System-Agnostic Meta-Learning for MDP-based Dynamic Scheduling via Descriptive Policy
Hyun-Suk Lee

TL;DR
This paper introduces a system-agnostic descriptive policy for MDP-based dynamic scheduling that can adapt to unseen system characteristics, enabling effective meta-learning across different systems with minimal performance loss.
Contribution
It proposes a novel, system-agnostic policy structure for dynamic scheduling that learns a universal scheduling principle transferable across systems.
Findings
Enables system-agnostic meta-learning with minimal performance degradation.
Demonstrates effectiveness in both simple and realistic scenarios.

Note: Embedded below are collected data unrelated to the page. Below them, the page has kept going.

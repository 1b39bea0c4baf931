//! # Core Configuration Module
//!
//! Provides configuration management for the lesson player core.
//!
//! ## Overview
//!
//! The configuration system uses a builder pattern to construct a `CoreConfig`
//! instance that holds the host bridges the audio core needs. It enforces
//! fail-fast validation so that a missing bridge is reported at startup with an
//! actionable message, not as a confusing failure on first playback.
//!
//! ## Required Dependencies
//!
//! - `SettingsStore` - Persists playback positions and the global speed
//! - `DownloadStore` - Answers "is this lesson available offline, and where"
//! - `NativeAudioPlayer` - The host's audio engine
//!
//! ## Usage
//!
//! ```ignore
//! use core_runtime::config::{CoreConfig, HostPlatform};
//! use std::sync::Arc;
//!
//! let config = CoreConfig::builder()
//!     .settings_store(Arc::new(MySettingsStore))
//!     .download_store(Arc::new(MyDownloadStore))
//!     .audio_player(Arc::new(MyNativePlayer))
//!     .platform(HostPlatform::Native)
//!     .build()?;
//! ```
//!
//! ## Error Handling
//!
//! ```should_panic
//! use core_runtime::config::CoreConfig;
//!
//! // Panics with a message naming the missing SettingsStore bridge
//! let config = CoreConfig::builder()
//!     .build()
//!     .expect("Should fail - missing required bridges");
//! ```

use crate::error::{Error, Result};
use crate::events::DEFAULT_EVENT_BUFFER_SIZE;
use bridge_traits::{DownloadStore, NativeAudioPlayer, SettingsStore};
use serde::{Deserialize, Serialize};
use std::sync::Arc;

/// Host platform family.
///
/// Some behavior differs on the web build: browsers refuse to stream from
/// certain file hosts inline, and there is no writable download area.
#[derive(Debug, Clone, Copy, PartialEq, Eq, Default, Serialize, Deserialize)]
#[serde(rename_all = "lowercase")]
pub enum HostPlatform {
    /// iOS, Android or desktop
    #[default]
    Native,
    /// Browser build
    Web,
}

impl HostPlatform {
    pub fn is_web(&self) -> bool {
        matches!(self, HostPlatform::Web)
    }
}

/// Core configuration for the lesson player.
///
/// Use [`CoreConfigBuilder`] to construct instances.
#[derive(Clone)]
pub struct CoreConfig {
    /// Key-value preferences storage (required)
    pub settings_store: Arc<dyn SettingsStore>,

    /// Offline download area (required)
    pub download_store: Arc<dyn DownloadStore>,

    /// Native audio engine (required)
    pub audio_player: Arc<dyn NativeAudioPlayer>,

    /// Platform family the core runs on
    pub platform: HostPlatform,

    /// Buffer size of the event bus
    pub event_buffer_size: usize,
}

impl std::fmt::Debug for CoreConfig {
    fn fmt(&self, f: &mut std::fmt::Formatter<'_>) -> std::fmt::Result {
        f.debug_struct("CoreConfig")
            .field("settings_store", &"SettingsStore { ... }")
            .field("download_store", &"DownloadStore { ... }")
            .field("audio_player", &"NativeAudioPlayer { ... }")
            .field("platform", &self.platform)
            .field("event_buffer_size", &self.event_buffer_size)
            .finish()
    }
}

impl CoreConfig {
    /// Creates a new builder for constructing a `CoreConfig`.
    pub fn builder() -> CoreConfigBuilder {
        CoreConfigBuilder::default()
    }

    /// Validates the configuration and returns an error if invalid.
    pub fn validate(&self) -> Result<()> {
        if self.event_buffer_size == 0 {
            return Err(Error::Config(
                "Event buffer size must be greater than 0".to_string(),
            ));
        }

        if self.event_buffer_size > 10_000 {
            return Err(Error::Config(
                "Event buffer size exceeds maximum of 10,000 events".to_string(),
            ));
        }

        Ok(())
    }
}

fn settings_store_missing_error() -> Error {
    Error::CapabilityMissing {
        capability: "SettingsStore".to_string(),
        message: "SettingsStore implementation is required to persist playback positions and speed. \
                 Desktop: use bridge_desktop::SqliteSettingsStore. \
                 Mobile: inject platform-native settings (UserDefaults/DataStore). \
                 Web: inject a localStorage-based settings store."
            .to_string(),
    }
}

fn download_store_missing_error() -> Error {
    Error::CapabilityMissing {
        capability: "DownloadStore".to_string(),
        message: "DownloadStore implementation is required to resolve offline copies. \
                 Desktop: use bridge_desktop::TokioDownloadStore. \
                 Mobile: inject the app's document-directory download manager."
            .to_string(),
    }
}

fn audio_player_missing_error() -> Error {
    Error::CapabilityMissing {
        capability: "NativeAudioPlayer".to_string(),
        message: "NativeAudioPlayer implementation is required for playback. \
                 Mobile: wrap AVPlayer/ExoPlayer. Web: wrap an HTML audio element."
            .to_string(),
    }
}

/// Builder for constructing [`CoreConfig`] instances.
#[derive(Default)]
pub struct CoreConfigBuilder {
    settings_store: Option<Arc<dyn SettingsStore>>,
    download_store: Option<Arc<dyn DownloadStore>>,
    audio_player: Option<Arc<dyn NativeAudioPlayer>>,
    platform: HostPlatform,
    event_buffer_size: Option<usize>,
}

impl CoreConfigBuilder {
    /// Sets the settings store implementation (required).
    pub fn settings_store(mut self, store: Arc<dyn SettingsStore>) -> Self {
        self.settings_store = Some(store);
        self
    }

    /// Sets the download store implementation (required).
    pub fn download_store(mut self, store: Arc<dyn DownloadStore>) -> Self {
        self.download_store = Some(store);
        self
    }

    /// Sets the native audio player implementation (required).
    pub fn audio_player(mut self, player: Arc<dyn NativeAudioPlayer>) -> Self {
        self.audio_player = Some(player);
        self
    }

    /// Sets the host platform.
    ///
    /// Default: [`HostPlatform::Native`]
    pub fn platform(mut self, platform: HostPlatform) -> Self {
        self.platform = platform;
        self
    }

    /// Sets the event bus buffer size.
    ///
    /// Default: 100 events
    pub fn event_buffer_size(mut self, size: usize) -> Self {
        self.event_buffer_size = Some(size);
        self
    }

    /// Builds the final `CoreConfig` instance.
    ///
    /// Returns [`Error::CapabilityMissing`] naming the first missing bridge, or
    /// [`Error::Config`] if a value is out of range.
    pub fn build(self) -> Result<CoreConfig> {
        let settings_store = self
            .settings_store
            .ok_or_else(settings_store_missing_error)?;
        let download_store = self
            .download_store
            .ok_or_else(download_store_missing_error)?;
        let audio_player = self.audio_player.ok_or_else(audio_player_missing_error)?;

        let config = CoreConfig {
            settings_store,
            download_store,
            audio_player,
            platform: self.platform,
            event_buffer_size: self.event_buffer_size.unwrap_or(DEFAULT_EVENT_BUFFER_SIZE),
        };

        config.validate()?;

        Ok(config)
    }
}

Outperforms traditional system-specific policies in adaptability.
Abstract
Dynamic scheduling is an important problem in applications from queuing to wireless networks. It addresses how to choose an item among multiple scheduling items in each timestep to achieve a long-term goal. Conventional approaches for dynamic scheduling find the optimal policy for a given specific system so that the policy from these approaches is usable only for the corresponding system characteristics. Hence, it is hard to use such approaches for a practical system in which system characteristics dynamically change. This paper proposes a novel policy structure for MDP-based dynamic scheduling, a descriptive policy, which has a system-agnostic capability to adapt to unseen system characteristics for an identical task (dynamic scheduling). To this end, the descriptive policy learns a system-agnostic scheduling principle--in a nutshell, "which condition of items should have a higher…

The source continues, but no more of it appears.